FABIO WAS FIFTEEN hours late coming in from London.
“Fucking English,” he said when Rudi finally met him at Jan Paweł II/Balice. “They spend about a thousand years trying to decide whether or not to join the Union, and when they do they become absolute fanatics. I mean, it’s totally offensive. Here, carry this.”
Rudi took Fabio’s carry-on bag, which was considerably heavier than it looked, and followed the little Swiss-Italian across the arrivals lounge.
It transpired, between the arrivals gate and the taxi rank outside, that the English were having one of their periodic paranoid episodes – drugs, terrorism, immunisation, whatever – and Fabio had been held up while they confiscated and checked his passport and travel documents.

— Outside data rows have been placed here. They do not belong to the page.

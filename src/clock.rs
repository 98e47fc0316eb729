//! Monotonic clock seam shared by every monitor.
//!
//! All governance timing runs off millisecond readings from a single
//! [`Clock`] implementation, so tests and trace replay can drive the whole
//! engine deterministically with [`ManualClock`].

use std::sync::atomic::{AtomicU64, Ordering};
use std::sync::Arc;
use std::time::Instant;

/// Monotonic millisecond clock.
pub trait Clock: Send + Sync {
    /// Milliseconds since an arbitrary fixed origin. Never goes backwards.
    fn now_ms(&self) -> u64;
}

/// Real clock backed by `Instant`, origin at construction.
pub struct SystemClock {
    origin: Instant,
}

impl SystemClock {
    pub fn new() -> Self {
        Self {
            origin: Instant::now(),
        }
    }
}

impl Default for SystemClock {
    fn default() -> Self {
        Self::new()
    }
}

impl Clock for SystemClock {
    fn now_ms(&self) -> u64 {
        self.origin.elapsed().as_millis() as u64
    }
}

/// Hand-advanced clock for tests and trace replay.
///
/// Cloning shares the underlying time source, so a clone handed to the
/// engine stays in lockstep with the driver that advances it.
#[derive(Clone)]
pub struct ManualClock {
    now: Arc<AtomicU64>,
}

impl ManualClock {
    pub fn new(start_ms: u64) -> Self {
        Self {
            now: Arc::new(AtomicU64::new(start_ms)),
        }
    }

    /// Advance time by `delta_ms`.
    pub fn advance(&self, delta_ms: u64) {
        self.now.fetch_add(delta_ms, Ordering::SeqCst);
    }

    /// Set the absolute time. Must not move backwards.
    pub fn set(&self, now_ms: u64) {
        self.now.store(now_ms, Ordering::SeqCst);
    }
}

impl Clock for ManualClock {
    fn now_ms(&self) -> u64 {
        self.now.load(Ordering::SeqCst)
    }
}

“I mean, not allowing one in, I can understand that,” he fumed. “But not allowing one out. What sort of mind thinks like that?” He looked at the motley line of cars pulled up outside the terminal and shook his head. “No, I’m not getting into any of these taxis. I was completely ripped off the last time I got a taxi from this airport. I should have flown in to Katowice, I never had any problems with the taxi drivers at Katowice. We’ll take the bus into town. Follow me.”
Rudi followed.
“And they put me in that disgusting hotel at Heathrow while I waited,” Fabio told him.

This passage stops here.